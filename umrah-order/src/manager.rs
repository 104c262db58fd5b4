use std::sync::Arc;
use tracing::info;
use uuid::Uuid;

use umrah_core::{
    check_amount, CoreError, CreatePackageRequest, FlightOption, HotelOption, NewFlightOption, NewHotelOption, NewPackage,
    NewRailwayOption, Package, PackageDetails, PackagePatch, PackageRepository, RailwayOption,
    RepositoryError, UpdatePackageRequest, UserId,
};

#[derive(Debug, thiserror::Error)]
pub enum OrderError {
    #[error("{0} not found")]
    NotFound(String),

    #[error("{0}")]
    Validation(String),

    #[error("{0}")]
    Conflict(String),

    #[error("payment gateway error: {0}")]
    Gateway(String),

    #[error(transparent)]
    Storage(RepositoryError),
}

impl From<RepositoryError> for OrderError {
    fn from(err: RepositoryError) -> Self {
        match err {
            RepositoryError::PackageLocked(id) => {
                OrderError::Conflict(format!("Package {} has a confirmed booking and cannot be deleted", id))
            }
            RepositoryError::UnknownPackage(_) => package_not_found(),
            other => OrderError::Storage(other),
        }
    }
}

impl From<CoreError> for OrderError {
    fn from(err: CoreError) -> Self {
        match err {
            CoreError::ValidationError(msg) | CoreError::IdentityError(msg) => OrderError::Validation(msg),
            CoreError::GatewayError(msg) => OrderError::Gateway(msg),
        }
    }
}

fn package_not_found() -> OrderError {
    OrderError::NotFound("Package".to_string())
}

/// User-facing package operations. Every call names the acting user, and
/// packages owned by anyone else behave as if they did not exist.
#[derive(Clone)]
pub struct PackageService {
    packages: Arc<dyn PackageRepository>,
}

impl PackageService {
    pub fn new(packages: Arc<dyn PackageRepository>) -> Self {
        Self { packages }
    }

    /// Coerces the loosely-typed request and stores a new draft.
    pub async fn create(&self, user_id: UserId, request: CreatePackageRequest) -> Result<Package, OrderError> {
        let fields = NewPackage::try_from(request)?;
        let package = self.packages.create_package(user_id, &fields).await?;
        info!("Package {} created for user {}", package.id, user_id);
        Ok(package)
    }

    pub async fn get(&self, user_id: UserId, id: Uuid) -> Result<PackageDetails, OrderError> {
        self.packages
            .get_package(user_id, id)
            .await?
            .ok_or_else(package_not_found)
    }

    pub async fn list(&self, user_id: UserId) -> Result<Vec<PackageDetails>, OrderError> {
        Ok(self.packages.list_packages(user_id).await?)
    }

    pub async fn update(
        &self,
        user_id: UserId,
        id: Uuid,
        request: UpdatePackageRequest,
    ) -> Result<Package, OrderError> {
        let patch = PackagePatch::try_from(request)?;

        // Dates may be patched one at a time, so check them against the stored row.
        let mut preview = self.get(user_id, id).await?.package;
        patch.apply(&mut preview, chrono::Utc::now());
        if preview.return_date < preview.departure_date {
            return Err(OrderError::Validation(
                "return_date must not be before departure_date".to_string(),
            ));
        }

        self.packages
            .update_package(user_id, id, &patch)
            .await?
            .ok_or_else(package_not_found)
    }

    pub async fn delete(&self, user_id: UserId, id: Uuid) -> Result<(), OrderError> {
        if self.packages.delete_package(user_id, id).await? {
            info!("Package {} deleted by user {}", id, user_id);
            Ok(())
        } else {
            Err(package_not_found())
        }
    }

    pub async fn add_flight_option(
        &self,
        user_id: UserId,
        package_id: Uuid,
        fields: NewFlightOption,
    ) -> Result<FlightOption, OrderError> {
        check_amount("price", fields.price)?;
        self.packages
            .add_flight_option(user_id, package_id, &fields)
            .await?
            .ok_or_else(package_not_found)
    }

    pub async fn add_hotel_option(
        &self,
        user_id: UserId,
        package_id: Uuid,
        fields: NewHotelOption,
    ) -> Result<HotelOption, OrderError> {
        if fields.nights < 1 {
            return Err(OrderError::Validation("nights must be at least 1".to_string()));
        }
        check_amount("price_per_night", fields.price_per_night)?;
        self.packages
            .add_hotel_option(user_id, package_id, &fields)
            .await?
            .ok_or_else(package_not_found)
    }

    pub async fn add_railway_option(
        &self,
        user_id: UserId,
        package_id: Uuid,
        fields: NewRailwayOption,
    ) -> Result<RailwayOption, OrderError> {
        check_amount("price", fields.price)?;
        self.packages
            .add_railway_option(user_id, package_id, &fields)
            .await?
            .ok_or_else(package_not_found)
    }
}

#[cfg(test)]
mod tests {
    use super::*;
    use rust_decimal::Decimal;
    use serde_json::json;
    use std::str::FromStr;
    use umrah_core::PackageStatus;
    use umrah_store::MemoryStore;

    fn service() -> PackageService {
        PackageService::new(Arc::new(MemoryStore::new()))
    }

    fn user() -> UserId {
        UserId(Uuid::new_v4())
    }

    fn create_request(body: serde_json::Value) -> CreatePackageRequest {
        serde_json::from_value(body).unwrap()
    }

    fn stringly() -> CreatePackageRequest {
        create_request(json!({
            "departure_city": "CMN",
            "departure_date": "2025-03-15",
            "return_date": "2025-03-22",
            "adults": "2",
            "children": "1",
            "total_price": "1234.50"
        }))
    }

    #[tokio::test]
    async fn test_create_coerces_strings_to_draft() {
        let service = service();
        let pkg = service.create(user(), stringly()).await.unwrap();

        assert_eq!(pkg.adults, 2);
        assert_eq!(pkg.children, 1);
        assert_eq!(pkg.total_price, Decimal::from_str("1234.50").unwrap());
        assert_eq!(pkg.status, PackageStatus::Draft);
    }

    #[tokio::test]
    async fn test_create_rejects_malformed_numbers() {
        let service = service();
        let request = create_request(json!({
            "departure_city": "CMN",
            "departure_date": "2025-03-15",
            "return_date": "2025-03-22",
            "adults": "two",
            "total_price": 900
        }));
        assert!(matches!(service.create(user(), request).await, Err(OrderError::Validation(_))));

        let request = create_request(json!({
            "departure_city": "CMN",
            "departure_date": "2025-03-15",
            "return_date": "2025-03-22",
            "adults": 1,
            "total_price": "-5"
        }));
        assert!(matches!(service.create(user(), request).await, Err(OrderError::Validation(_))));
    }

    #[tokio::test]
    async fn test_other_users_get_not_found() {
        let service = service();
        let (owner, stranger) = (user(), user());
        let pkg = service.create(owner, stringly()).await.unwrap();

        assert!(matches!(service.get(stranger, pkg.id).await, Err(OrderError::NotFound(_))));
        assert!(matches!(
            service.update(stranger, pkg.id, UpdatePackageRequest::default()).await,
            Err(OrderError::NotFound(_))
        ));
        assert!(matches!(service.delete(stranger, pkg.id).await, Err(OrderError::NotFound(_))));
        assert!(service.get(owner, pkg.id).await.is_ok());
    }

    #[tokio::test]
    async fn test_update_stamps_and_keeps_owner() {
        let service = service();
        let owner = user();
        let pkg = service.create(owner, stringly()).await.unwrap();

        let request: UpdatePackageRequest = serde_json::from_value(json!({
            "adults": 3,
            "user_id": Uuid::new_v4()
        }))
        .unwrap();
        let updated = service.update(owner, pkg.id, request).await.unwrap();

        assert_eq!(updated.adults, 3);
        assert_eq!(updated.user_id, owner);
        assert!(updated.updated_at >= pkg.updated_at);
    }

    #[tokio::test]
    async fn test_update_rejects_return_before_departure() {
        let service = service();
        let owner = user();
        let pkg = service.create(owner, stringly()).await.unwrap();

        let request: UpdatePackageRequest =
            serde_json::from_value(json!({ "return_date": "2025-03-01" })).unwrap();
        let err = service.update(owner, pkg.id, request).await.unwrap_err();
        assert!(matches!(err, OrderError::Validation(_)));

        let stored = service.get(owner, pkg.id).await.unwrap().package;
        assert_eq!(stored.return_date, pkg.return_date);
    }

    #[tokio::test]
    async fn test_update_cannot_change_status() {
        let service = service();
        let owner = user();
        let pkg = service.create(owner, stringly()).await.unwrap();

        let request: UpdatePackageRequest = serde_json::from_value(json!({
            "status": "booked",
            "children": 0
        }))
        .unwrap();
        let updated = service.update(owner, pkg.id, request).await.unwrap();

        assert_eq!(updated.status, PackageStatus::Draft);
        assert_eq!(updated.children, 0);
        let stored = service.get(owner, pkg.id).await.unwrap().package;
        assert_eq!(stored.status, PackageStatus::Draft);
    }

    #[tokio::test]
    async fn test_update_rejects_blank_departure_city() {
        let service = service();
        let owner = user();
        let pkg = service.create(owner, stringly()).await.unwrap();

        let request: UpdatePackageRequest =
            serde_json::from_value(json!({ "departure_city": "   " })).unwrap();
        let err = service.update(owner, pkg.id, request).await.unwrap_err();
        assert!(matches!(err, OrderError::Validation(_)));

        let stored = service.get(owner, pkg.id).await.unwrap().package;
        assert_eq!(stored.departure_city, "CMN");
    }

    #[tokio::test]
    async fn test_sub_cent_amounts_are_rejected() {
        let service = service();
        let owner = user();

        let mut body = json!({
            "departure_city": "CMN",
            "departure_date": "2025-03-15",
            "return_date": "2025-03-22",
            "adults": 1,
            "total_price": "1234.567"
        });
        let err = service.create(owner, create_request(body.clone())).await.unwrap_err();
        assert!(matches!(err, OrderError::Validation(_)));

        // Trailing zeros do not count as extra precision.
        body["total_price"] = json!("1234.500");
        let pkg = service.create(owner, create_request(body)).await.unwrap();
        assert_eq!(pkg.total_price, Decimal::from_str("1234.5").unwrap());

        let request: UpdatePackageRequest =
            serde_json::from_value(json!({ "total_price": 99.999 })).unwrap();
        assert!(matches!(
            service.update(owner, pkg.id, request).await,
            Err(OrderError::Validation(_))
        ));

        let hotel: NewHotelOption = serde_json::from_value(json!({
            "hotel_ref": "med-1",
            "name": "Anwar Al Madinah",
            "city": "Medina",
            "price_per_night": 180.125
        }))
        .unwrap();
        let err = service.add_hotel_option(owner, pkg.id, hotel).await.unwrap_err();
        assert!(matches!(err, OrderError::Validation(_)));

        let rail: NewRailwayOption = serde_json::from_value(json!({
            "route": "Medina to Mecca",
            "departure_station": "Medina",
            "arrival_station": "Mecca",
            "departure_time": "06:00",
            "arrival_time": "08:15",
            "price": -45
        }))
        .unwrap();
        let err = service.add_railway_option(owner, pkg.id, rail).await.unwrap_err();
        assert!(matches!(err, OrderError::Validation(_)));
        assert!(service.get(owner, pkg.id).await.unwrap().railway_options.is_empty());
    }

    #[tokio::test]
    async fn test_hotel_option_requires_owned_parent() {
        let service = service();
        let owner = user();
        let pkg = service.create(owner, stringly()).await.unwrap();
        let hotel: NewHotelOption = serde_json::from_value(json!({
            "hotel_ref": "med-1",
            "name": "Anwar Al Madinah",
            "city": "Medina",
            "price_per_night": 180
        }))
        .unwrap();

        let err = service.add_hotel_option(user(), pkg.id, hotel.clone()).await.unwrap_err();
        assert!(matches!(err, OrderError::NotFound(_)));

        let option = service.add_hotel_option(owner, pkg.id, hotel).await.unwrap();
        assert_eq!(option.nights, 1);
        assert_eq!(option.currency, "EUR");
        assert_eq!(service.get(owner, pkg.id).await.unwrap().hotel_options.len(), 1);
    }
}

• Goal of the exercise
Count every line in the records that holds "PackageDetails" and give that count by itself.

• Response to this task
3